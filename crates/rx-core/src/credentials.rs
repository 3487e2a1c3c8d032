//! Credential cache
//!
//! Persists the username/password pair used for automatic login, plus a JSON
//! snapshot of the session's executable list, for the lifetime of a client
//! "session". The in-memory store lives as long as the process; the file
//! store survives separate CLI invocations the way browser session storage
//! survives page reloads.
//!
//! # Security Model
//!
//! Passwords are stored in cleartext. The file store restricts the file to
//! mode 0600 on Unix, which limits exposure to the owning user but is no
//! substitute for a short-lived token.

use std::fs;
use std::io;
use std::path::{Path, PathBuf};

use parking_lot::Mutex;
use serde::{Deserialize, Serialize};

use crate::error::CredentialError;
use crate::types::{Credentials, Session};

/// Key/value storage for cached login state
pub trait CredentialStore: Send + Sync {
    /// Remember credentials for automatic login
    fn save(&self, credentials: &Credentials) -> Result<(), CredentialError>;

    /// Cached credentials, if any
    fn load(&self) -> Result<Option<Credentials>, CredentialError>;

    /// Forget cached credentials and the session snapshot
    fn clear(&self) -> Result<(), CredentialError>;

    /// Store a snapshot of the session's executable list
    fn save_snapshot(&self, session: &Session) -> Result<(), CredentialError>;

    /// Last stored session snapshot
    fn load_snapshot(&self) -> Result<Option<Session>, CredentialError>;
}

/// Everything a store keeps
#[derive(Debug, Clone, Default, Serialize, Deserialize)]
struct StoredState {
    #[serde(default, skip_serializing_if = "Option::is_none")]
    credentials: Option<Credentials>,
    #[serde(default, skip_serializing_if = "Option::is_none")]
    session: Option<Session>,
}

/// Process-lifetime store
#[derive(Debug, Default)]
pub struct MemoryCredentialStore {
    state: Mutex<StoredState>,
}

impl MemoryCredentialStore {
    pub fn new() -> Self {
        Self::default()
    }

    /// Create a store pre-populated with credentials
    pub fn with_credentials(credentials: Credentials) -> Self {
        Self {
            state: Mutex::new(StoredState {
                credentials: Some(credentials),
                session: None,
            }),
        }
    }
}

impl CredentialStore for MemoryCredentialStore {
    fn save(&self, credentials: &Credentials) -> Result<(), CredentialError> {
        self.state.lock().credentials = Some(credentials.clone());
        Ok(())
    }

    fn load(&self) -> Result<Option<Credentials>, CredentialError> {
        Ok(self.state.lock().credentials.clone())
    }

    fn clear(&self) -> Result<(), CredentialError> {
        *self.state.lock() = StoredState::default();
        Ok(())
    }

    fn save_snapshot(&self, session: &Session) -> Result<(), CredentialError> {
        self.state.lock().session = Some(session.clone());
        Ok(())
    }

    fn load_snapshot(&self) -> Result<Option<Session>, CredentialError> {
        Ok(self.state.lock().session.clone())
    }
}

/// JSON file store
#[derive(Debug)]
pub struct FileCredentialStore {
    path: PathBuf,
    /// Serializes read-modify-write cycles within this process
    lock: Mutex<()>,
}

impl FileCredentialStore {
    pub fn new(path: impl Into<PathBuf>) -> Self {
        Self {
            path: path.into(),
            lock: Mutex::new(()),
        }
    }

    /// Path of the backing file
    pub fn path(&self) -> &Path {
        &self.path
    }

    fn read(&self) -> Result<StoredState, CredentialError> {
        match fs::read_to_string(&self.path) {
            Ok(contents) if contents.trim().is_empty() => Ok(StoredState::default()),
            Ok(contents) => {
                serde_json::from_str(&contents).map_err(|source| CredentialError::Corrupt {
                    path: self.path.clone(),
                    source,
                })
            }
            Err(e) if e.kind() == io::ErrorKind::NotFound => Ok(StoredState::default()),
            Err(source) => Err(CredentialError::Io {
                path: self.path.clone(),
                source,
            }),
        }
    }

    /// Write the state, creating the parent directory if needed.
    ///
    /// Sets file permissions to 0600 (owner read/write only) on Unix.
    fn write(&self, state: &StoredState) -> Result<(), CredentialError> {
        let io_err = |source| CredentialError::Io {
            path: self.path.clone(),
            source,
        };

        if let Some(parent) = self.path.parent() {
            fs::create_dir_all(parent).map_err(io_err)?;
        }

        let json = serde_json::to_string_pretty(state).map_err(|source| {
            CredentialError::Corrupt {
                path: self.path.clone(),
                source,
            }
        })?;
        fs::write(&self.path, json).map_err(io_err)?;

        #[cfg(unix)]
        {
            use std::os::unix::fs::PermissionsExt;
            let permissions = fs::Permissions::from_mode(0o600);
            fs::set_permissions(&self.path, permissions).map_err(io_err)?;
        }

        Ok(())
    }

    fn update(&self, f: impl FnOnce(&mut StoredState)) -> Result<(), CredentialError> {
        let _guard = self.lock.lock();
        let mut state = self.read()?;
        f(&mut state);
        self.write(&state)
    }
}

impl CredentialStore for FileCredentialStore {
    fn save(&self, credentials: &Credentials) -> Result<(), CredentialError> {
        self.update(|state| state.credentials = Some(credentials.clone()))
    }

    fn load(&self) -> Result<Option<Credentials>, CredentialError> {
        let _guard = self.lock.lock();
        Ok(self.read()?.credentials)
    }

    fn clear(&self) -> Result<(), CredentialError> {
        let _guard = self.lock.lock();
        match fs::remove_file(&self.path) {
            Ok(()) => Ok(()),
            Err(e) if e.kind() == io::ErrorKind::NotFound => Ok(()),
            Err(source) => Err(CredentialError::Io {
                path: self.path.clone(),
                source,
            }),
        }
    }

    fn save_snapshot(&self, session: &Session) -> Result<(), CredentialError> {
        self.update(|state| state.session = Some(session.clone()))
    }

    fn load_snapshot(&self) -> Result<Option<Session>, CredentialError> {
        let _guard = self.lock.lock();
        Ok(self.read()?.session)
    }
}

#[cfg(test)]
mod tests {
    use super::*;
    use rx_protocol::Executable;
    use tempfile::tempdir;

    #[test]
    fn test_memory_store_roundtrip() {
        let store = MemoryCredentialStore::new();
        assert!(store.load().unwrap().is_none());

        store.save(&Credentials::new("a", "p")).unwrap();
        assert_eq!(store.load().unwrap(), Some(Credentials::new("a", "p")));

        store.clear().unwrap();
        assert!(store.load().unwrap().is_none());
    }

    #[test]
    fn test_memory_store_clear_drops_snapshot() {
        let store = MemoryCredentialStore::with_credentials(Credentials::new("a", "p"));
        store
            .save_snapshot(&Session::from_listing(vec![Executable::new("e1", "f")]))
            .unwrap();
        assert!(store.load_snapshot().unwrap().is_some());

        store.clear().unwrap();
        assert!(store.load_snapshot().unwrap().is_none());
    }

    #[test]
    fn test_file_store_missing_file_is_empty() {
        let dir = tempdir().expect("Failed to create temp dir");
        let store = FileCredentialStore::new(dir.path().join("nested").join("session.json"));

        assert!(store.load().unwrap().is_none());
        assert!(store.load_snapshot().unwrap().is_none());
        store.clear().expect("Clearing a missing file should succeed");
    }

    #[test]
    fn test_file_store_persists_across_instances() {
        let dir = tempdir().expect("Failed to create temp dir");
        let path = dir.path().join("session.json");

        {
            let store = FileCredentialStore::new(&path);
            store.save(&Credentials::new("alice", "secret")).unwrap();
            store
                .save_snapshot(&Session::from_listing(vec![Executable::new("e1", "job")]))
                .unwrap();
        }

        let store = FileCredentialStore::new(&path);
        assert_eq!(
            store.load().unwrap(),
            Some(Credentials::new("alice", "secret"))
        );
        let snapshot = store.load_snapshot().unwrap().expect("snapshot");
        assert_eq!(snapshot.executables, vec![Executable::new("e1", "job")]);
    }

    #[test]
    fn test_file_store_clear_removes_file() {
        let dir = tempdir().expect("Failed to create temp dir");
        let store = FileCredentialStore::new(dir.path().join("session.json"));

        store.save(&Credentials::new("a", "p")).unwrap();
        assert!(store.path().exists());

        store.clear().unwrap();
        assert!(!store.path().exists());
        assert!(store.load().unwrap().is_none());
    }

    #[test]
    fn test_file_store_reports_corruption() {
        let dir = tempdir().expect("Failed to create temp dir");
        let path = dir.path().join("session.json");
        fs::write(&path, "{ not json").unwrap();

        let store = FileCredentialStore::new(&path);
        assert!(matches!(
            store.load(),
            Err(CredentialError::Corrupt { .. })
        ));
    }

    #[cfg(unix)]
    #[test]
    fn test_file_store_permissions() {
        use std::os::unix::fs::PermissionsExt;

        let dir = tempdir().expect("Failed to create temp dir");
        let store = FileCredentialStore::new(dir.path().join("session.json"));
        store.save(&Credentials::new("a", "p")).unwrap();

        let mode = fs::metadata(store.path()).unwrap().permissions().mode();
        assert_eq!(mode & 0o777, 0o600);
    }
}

What to work on: Repeat exactly the lines of the material above, taking the first line, the line with "credentials: &Credentials) -> Result<(), CredentialError>;", and every line between them.

Solution:
filename crates/rx-core/src/credentials.rs
repository 3487e2a1c3c8d032
//! Credential cache
//!
//! Persists the username/password pair used for automatic login, plus a JSON
//! snapshot of the session's executable list, for the lifetime of a client
//! "session". The in-memory store lives as long as the process; the file
//! store survives separate CLI invocations the way browser session storage
//! survives page reloads.
//!
//! # Security Model
//!
//! Passwords are stored in cleartext. The file store restricts the file to
//! mode 0600 on Unix, which limits exposure to the owning user but is no
//! substitute for a short-lived token.

use std::fs;
use std::io;
use std::path::{Path, PathBuf};

use parking_lot::Mutex;
use serde::{Deserialize, Serialize};

use crate::error::CredentialError;
use crate::types::{Credentials, Session};

/// Key/value storage for cached login state
pub trait CredentialStore: Send + Sync {
    /// Remember credentials for automatic login
    fn save(&self, credentials: &Credentials) -> Result<(), CredentialError>;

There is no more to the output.